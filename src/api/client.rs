//! Typed client for the coffee-shop backend REST API.

use color_eyre::{eyre::eyre, Result};
use reqwest::Method;
use serde::de::DeserializeOwned;
use serde_json::Value;
use std::sync::{Arc, RwLock};
use std::time::Duration;
use url::Url;

use crate::api::error::ApiError;
use crate::api::types::{
  ApiKey, Category, CreateApiKey, CreateCategory, CreateProduct, LoginRequest, LoginResponse,
  Order, OrderStatus, Paginated, Product, UpdateCategory, UpdateProduct, User, UserRole,
};
use crate::config::Config;
use crate::store::{ResourceKey, Verb};

/// Path templates, shared between request construction and the invalidation
/// rules declared in `queries`.
pub mod paths {
  pub const CATEGORIES: &str = "/api/v1/categories";
  pub const CATEGORY: &str = "/api/v1/categories/{id}";
  pub const PRODUCTS: &str = "/api/v1/products";
  pub const PRODUCT: &str = "/api/v1/products/{id}";
  pub const ORDERS: &str = "/api/v1/orders";
  pub const ORDER: &str = "/api/v1/orders/{id}";
  pub const ORDER_CANCEL: &str = "/api/v1/orders/{id}/cancel";
  pub const USERS: &str = "/api/users";
  pub const USER_ROLE: &str = "/api/users/{id}/role";
  pub const USER_TOGGLE_STATUS: &str = "/api/users/{id}/toggle-status";
  pub const ME: &str = "/api/users/me";
  pub const API_KEYS: &str = "/api/api-keys";
  pub const API_KEY: &str = "/api/api-keys/{id}";
  pub const API_KEY_REVOKE: &str = "/api/api-keys/{id}/revoke";
  pub const LOGIN: &str = "/api/auth/login";
  pub const LOGOUT: &str = "/api/auth/logout";
}

/// Resource keys for the list endpoints, used by both the client and the
/// query constructors so the cache and the requests always agree.
pub fn categories_key(page: u32, limit: u32) -> ResourceKey {
  ResourceKey::get(paths::CATEGORIES)
    .query("page", page)
    .query("limit", limit)
}

pub fn products_key(page: u32, limit: u32) -> ResourceKey {
  ResourceKey::get(paths::PRODUCTS)
    .query("page", page)
    .query("limit", limit)
}

pub fn orders_key(page: u32, limit: u32, status: Option<OrderStatus>) -> ResourceKey {
  let key = ResourceKey::get(paths::ORDERS)
    .query("page", page)
    .query("limit", limit);
  match status {
    Some(status) => key.query("status", status.as_str()),
    None => key,
  }
}

pub fn users_key(page: u32, limit: u32) -> ResourceKey {
  ResourceKey::get(paths::USERS)
    .query("page", page)
    .query("limit", limit)
}

pub fn api_keys_key() -> ResourceKey {
  ResourceKey::get(paths::API_KEYS)
}

pub fn category_key(id: u64) -> ResourceKey {
  ResourceKey::get(paths::CATEGORY).path("id", id)
}

pub fn product_key(id: u64) -> ResourceKey {
  ResourceKey::get(paths::PRODUCT).path("id", id)
}

pub fn order_key(id: u64) -> ResourceKey {
  ResourceKey::get(paths::ORDER).path("id", id)
}

/// HTTP client for the backend. Cheap to clone; the session token is shared
/// across clones so a login is visible everywhere at once.
#[derive(Clone)]
pub struct ApiClient {
  http: reqwest::Client,
  base: Url,
  token: Arc<RwLock<Option<String>>>,
}

impl ApiClient {
  pub fn new(config: &Config) -> Result<Self> {
    let base = Url::parse(&config.server.url)
      .map_err(|e| eyre!("Invalid server url {}: {}", config.server.url, e))?;

    let http = reqwest::Client::builder()
      .timeout(Duration::from_secs(30))
      .build()
      .map_err(|e| eyre!("Failed to build HTTP client: {}", e))?;

    Ok(Self {
      http,
      base,
      token: Arc::new(RwLock::new(Config::get_api_token())),
    })
  }

  pub fn set_token(&self, token: Option<String>) {
    *self.token.write().expect("token lock poisoned") = token;
  }

  pub fn has_token(&self) -> bool {
    self.token.read().expect("token lock poisoned").is_some()
  }

  /// Perform one request described by `key`, expecting a JSON body back.
  ///
  /// No retries and no error recovery at this layer: transport failures,
  /// non-2xx statuses and undecodable bodies each map to their own
  /// [`ApiError`] class and are handed to the caller as-is.
  pub async fn request<T: DeserializeOwned>(
    &self,
    key: &ResourceKey,
    body: Option<Value>,
  ) -> Result<T, ApiError> {
    let response = self.execute(key, body).await?;
    let bytes = response
      .bytes()
      .await
      .map_err(|e| ApiError::Transport(e.to_string()))?;
    serde_json::from_slice(&bytes).map_err(|e| ApiError::Decode(e.to_string()))
  }

  /// Perform a request whose response body is irrelevant (deletes, logout).
  pub async fn request_no_content(
    &self,
    key: &ResourceKey,
    body: Option<Value>,
  ) -> Result<(), ApiError> {
    self.execute(key, body).await?;
    Ok(())
  }

  async fn execute(
    &self,
    key: &ResourceKey,
    body: Option<Value>,
  ) -> Result<reqwest::Response, ApiError> {
    let path = key.resolved_path()?;
    let mut url = self
      .base
      .join(&path)
      .map_err(|e| ApiError::Transport(e.to_string()))?;
    let query = key.canonical_query();
    if !query.is_empty() {
      url.set_query(Some(&query));
    }

    let method = match key.verb() {
      Verb::Get => Method::GET,
      Verb::Post => Method::POST,
      Verb::Patch => Method::PATCH,
      Verb::Delete => Method::DELETE,
    };

    let mut request = self.http.request(method, url);
    if let Some(token) = self.token.read().expect("token lock poisoned").as_deref() {
      request = request.bearer_auth(token);
    }
    if let Some(body) = body {
      request = request.json(&body);
    }

    let response = request
      .send()
      .await
      .map_err(|e| ApiError::Transport(e.to_string()))?;

    let status = response.status();
    if !status.is_success() {
      let body = response.text().await.unwrap_or_default();
      return Err(ApiError::Api {
        status: status.as_u16(),
        body,
      });
    }

    Ok(response)
  }

  fn json_body<B: serde::Serialize>(body: &B) -> Result<Option<Value>, ApiError> {
    serde_json::to_value(body)
      .map(Some)
      .map_err(|e| ApiError::Decode(e.to_string()))
  }

  // ==========================================================================
  // Auth
  // ==========================================================================

  pub async fn login(&self, credentials: &LoginRequest) -> Result<LoginResponse, ApiError> {
    let key = ResourceKey::post(paths::LOGIN);
    self
      .request(&key, Self::json_body(credentials)?)
      .await
  }

  pub async fn logout(&self) -> Result<(), ApiError> {
    let key = ResourceKey::post(paths::LOGOUT);
    self.request_no_content(&key, None).await
  }

  pub async fn current_user(&self) -> Result<User, ApiError> {
    self.request(&ResourceKey::get(paths::ME), None).await
  }

  // ==========================================================================
  // Categories
  // ==========================================================================

  pub async fn list_categories(&self, page: u32, limit: u32) -> Result<Paginated<Category>, ApiError> {
    self.request(&categories_key(page, limit), None).await
  }

  pub async fn get_category(&self, id: u64) -> Result<Category, ApiError> {
    self.request(&category_key(id), None).await
  }

  pub async fn create_category(&self, create: &CreateCategory) -> Result<Category, ApiError> {
    let key = ResourceKey::post(paths::CATEGORIES);
    self.request(&key, Self::json_body(create)?).await
  }

  pub async fn update_category(&self, id: u64, patch: &UpdateCategory) -> Result<Category, ApiError> {
    let key = ResourceKey::patch(paths::CATEGORY).path("id", id);
    self.request(&key, Self::json_body(patch)?).await
  }

  pub async fn delete_category(&self, id: u64) -> Result<(), ApiError> {
    let key = ResourceKey::delete(paths::CATEGORY).path("id", id);
    self.request_no_content(&key, None).await
  }

  // ==========================================================================
  // Products
  // ==========================================================================

  pub async fn list_products(&self, page: u32, limit: u32) -> Result<Paginated<Product>, ApiError> {
    self.request(&products_key(page, limit), None).await
  }

  pub async fn get_product(&self, id: u64) -> Result<Product, ApiError> {
    self.request(&product_key(id), None).await
  }

  pub async fn create_product(&self, create: &CreateProduct) -> Result<Product, ApiError> {
    let key = ResourceKey::post(paths::PRODUCTS);
    self.request(&key, Self::json_body(create)?).await
  }

  pub async fn update_product(&self, id: u64, patch: &UpdateProduct) -> Result<Product, ApiError> {
    let key = ResourceKey::patch(paths::PRODUCT).path("id", id);
    self.request(&key, Self::json_body(patch)?).await
  }

  pub async fn delete_product(&self, id: u64) -> Result<(), ApiError> {
    let key = ResourceKey::delete(paths::PRODUCT).path("id", id);
    self.request_no_content(&key, None).await
  }

  // ==========================================================================
  // Orders
  // ==========================================================================

  pub async fn list_orders(
    &self,
    page: u32,
    limit: u32,
    status: Option<OrderStatus>,
  ) -> Result<Paginated<Order>, ApiError> {
    self.request(&orders_key(page, limit, status), None).await
  }

  pub async fn get_order(&self, id: u64) -> Result<Order, ApiError> {
    self.request(&order_key(id), None).await
  }

  pub async fn cancel_order(&self, id: u64) -> Result<Order, ApiError> {
    let key = ResourceKey::post(paths::ORDER_CANCEL).path("id", id);
    self.request(&key, None).await
  }

  // ==========================================================================
  // Users
  // ==========================================================================

  pub async fn list_users(&self, page: u32, limit: u32) -> Result<Paginated<User>, ApiError> {
    self.request(&users_key(page, limit), None).await
  }

  pub async fn toggle_user_status(&self, id: u64) -> Result<User, ApiError> {
    let key = ResourceKey::post(paths::USER_TOGGLE_STATUS).path("id", id);
    self.request(&key, None).await
  }

  pub async fn change_user_role(&self, id: u64, role: UserRole) -> Result<User, ApiError> {
    let key = ResourceKey::patch(paths::USER_ROLE).path("id", id);
    let body = serde_json::json!({ "role": role });
    self.request(&key, Some(body)).await
  }

  // ==========================================================================
  // API keys
  // ==========================================================================

  pub async fn list_api_keys(&self) -> Result<Paginated<ApiKey>, ApiError> {
    self.request(&api_keys_key(), None).await
  }

  pub async fn create_api_key(&self, create: &CreateApiKey) -> Result<ApiKey, ApiError> {
    let key = ResourceKey::post(paths::API_KEYS);
    self.request(&key, Self::json_body(create)?).await
  }

  pub async fn revoke_api_key(&self, id: u64) -> Result<ApiKey, ApiError> {
    let key = ResourceKey::post(paths::API_KEY_REVOKE).path("id", id);
    self.request(&key, None).await
  }

  pub async fn delete_api_key(&self, id: u64) -> Result<(), ApiError> {
    let key = ResourceKey::delete(paths::API_KEY).path("id", id);
    self.request_no_content(&key, None).await
  }
}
#####
== Problem ==
Look for the word "LoginResponse" in every line of the records. State how many lines contain it, and write only the number.

== Written solution ==
2